Stored items
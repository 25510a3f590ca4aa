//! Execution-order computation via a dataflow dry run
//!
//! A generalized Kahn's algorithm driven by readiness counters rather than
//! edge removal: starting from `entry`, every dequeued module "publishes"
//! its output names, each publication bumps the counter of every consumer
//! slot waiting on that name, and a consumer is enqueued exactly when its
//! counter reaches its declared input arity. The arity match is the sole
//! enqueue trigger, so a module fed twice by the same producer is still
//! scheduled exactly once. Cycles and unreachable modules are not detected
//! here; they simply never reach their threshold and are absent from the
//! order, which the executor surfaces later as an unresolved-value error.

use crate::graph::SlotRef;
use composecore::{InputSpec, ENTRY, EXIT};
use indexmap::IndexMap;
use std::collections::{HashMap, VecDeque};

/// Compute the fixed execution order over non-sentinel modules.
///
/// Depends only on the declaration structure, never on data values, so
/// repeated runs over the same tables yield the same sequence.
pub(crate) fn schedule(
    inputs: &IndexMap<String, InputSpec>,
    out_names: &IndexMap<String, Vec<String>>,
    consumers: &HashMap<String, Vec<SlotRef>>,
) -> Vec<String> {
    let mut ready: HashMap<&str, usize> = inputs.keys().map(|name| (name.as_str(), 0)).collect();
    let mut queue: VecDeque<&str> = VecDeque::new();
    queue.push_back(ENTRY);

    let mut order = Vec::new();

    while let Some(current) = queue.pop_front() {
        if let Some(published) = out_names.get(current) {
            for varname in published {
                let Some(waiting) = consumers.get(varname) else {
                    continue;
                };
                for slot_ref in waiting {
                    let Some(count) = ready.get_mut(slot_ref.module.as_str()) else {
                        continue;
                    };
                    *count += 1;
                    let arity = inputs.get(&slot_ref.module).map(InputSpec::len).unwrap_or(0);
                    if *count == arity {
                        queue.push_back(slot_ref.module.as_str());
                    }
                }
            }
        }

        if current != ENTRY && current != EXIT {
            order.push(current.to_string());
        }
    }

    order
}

--

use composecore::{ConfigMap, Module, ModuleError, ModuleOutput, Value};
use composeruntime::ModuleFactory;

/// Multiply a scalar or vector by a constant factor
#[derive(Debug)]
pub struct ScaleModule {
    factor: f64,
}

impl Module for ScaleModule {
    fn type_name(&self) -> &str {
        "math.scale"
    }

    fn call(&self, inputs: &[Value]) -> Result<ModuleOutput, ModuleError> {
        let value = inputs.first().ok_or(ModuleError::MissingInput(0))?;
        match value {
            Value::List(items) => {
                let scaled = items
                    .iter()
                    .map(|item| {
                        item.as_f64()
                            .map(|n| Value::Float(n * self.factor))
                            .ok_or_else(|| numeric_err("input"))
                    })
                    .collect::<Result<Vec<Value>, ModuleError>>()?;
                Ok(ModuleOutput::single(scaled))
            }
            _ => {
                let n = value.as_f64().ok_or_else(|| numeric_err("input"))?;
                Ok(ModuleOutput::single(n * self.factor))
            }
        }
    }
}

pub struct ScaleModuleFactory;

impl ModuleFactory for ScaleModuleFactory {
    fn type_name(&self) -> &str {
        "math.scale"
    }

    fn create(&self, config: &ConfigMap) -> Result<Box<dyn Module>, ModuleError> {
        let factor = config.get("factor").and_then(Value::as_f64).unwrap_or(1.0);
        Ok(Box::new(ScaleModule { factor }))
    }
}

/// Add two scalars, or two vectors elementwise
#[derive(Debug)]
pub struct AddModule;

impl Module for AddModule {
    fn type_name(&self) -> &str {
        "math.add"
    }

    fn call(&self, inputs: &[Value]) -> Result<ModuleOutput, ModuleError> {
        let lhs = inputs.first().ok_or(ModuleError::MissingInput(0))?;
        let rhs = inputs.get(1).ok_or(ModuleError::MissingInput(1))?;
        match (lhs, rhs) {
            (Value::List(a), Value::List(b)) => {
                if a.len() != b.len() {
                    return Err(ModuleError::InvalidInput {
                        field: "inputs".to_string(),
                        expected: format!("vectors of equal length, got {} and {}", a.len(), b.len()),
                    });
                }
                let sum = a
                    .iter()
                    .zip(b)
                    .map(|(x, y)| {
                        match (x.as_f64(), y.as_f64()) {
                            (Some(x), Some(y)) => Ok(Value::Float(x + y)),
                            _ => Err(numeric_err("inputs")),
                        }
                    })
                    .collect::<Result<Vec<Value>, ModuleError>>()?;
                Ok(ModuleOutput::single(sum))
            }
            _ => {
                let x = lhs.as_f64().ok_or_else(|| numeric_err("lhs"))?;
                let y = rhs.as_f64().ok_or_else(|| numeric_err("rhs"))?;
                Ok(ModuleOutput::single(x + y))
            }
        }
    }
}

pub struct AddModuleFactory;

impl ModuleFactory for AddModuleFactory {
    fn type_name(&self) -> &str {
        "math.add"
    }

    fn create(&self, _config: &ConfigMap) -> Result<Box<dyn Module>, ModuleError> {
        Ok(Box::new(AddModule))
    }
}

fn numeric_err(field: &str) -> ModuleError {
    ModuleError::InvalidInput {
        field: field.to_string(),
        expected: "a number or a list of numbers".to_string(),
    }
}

# What is being asked:
Among the records above, repeat exactly the line with "repository 25510a3f590ca4aa", the line with "are not detected", and every line in between, and only those.

# Solution to this exercise:
repository 25510a3f590ca4aa
//! Execution-order computation via a dataflow dry run
//!
//! A generalized Kahn's algorithm driven by readiness counters rather than
//! edge removal: starting from `entry`, every dequeued module "publishes"
//! its output names, each publication bumps the counter of every consumer
//! slot waiting on that name, and a consumer is enqueued exactly when its
//! counter reaches its declared input arity. The arity match is the sole
//! enqueue trigger, so a module fed twice by the same producer is still
//! scheduled exactly once. Cycles and unreachable modules are not detected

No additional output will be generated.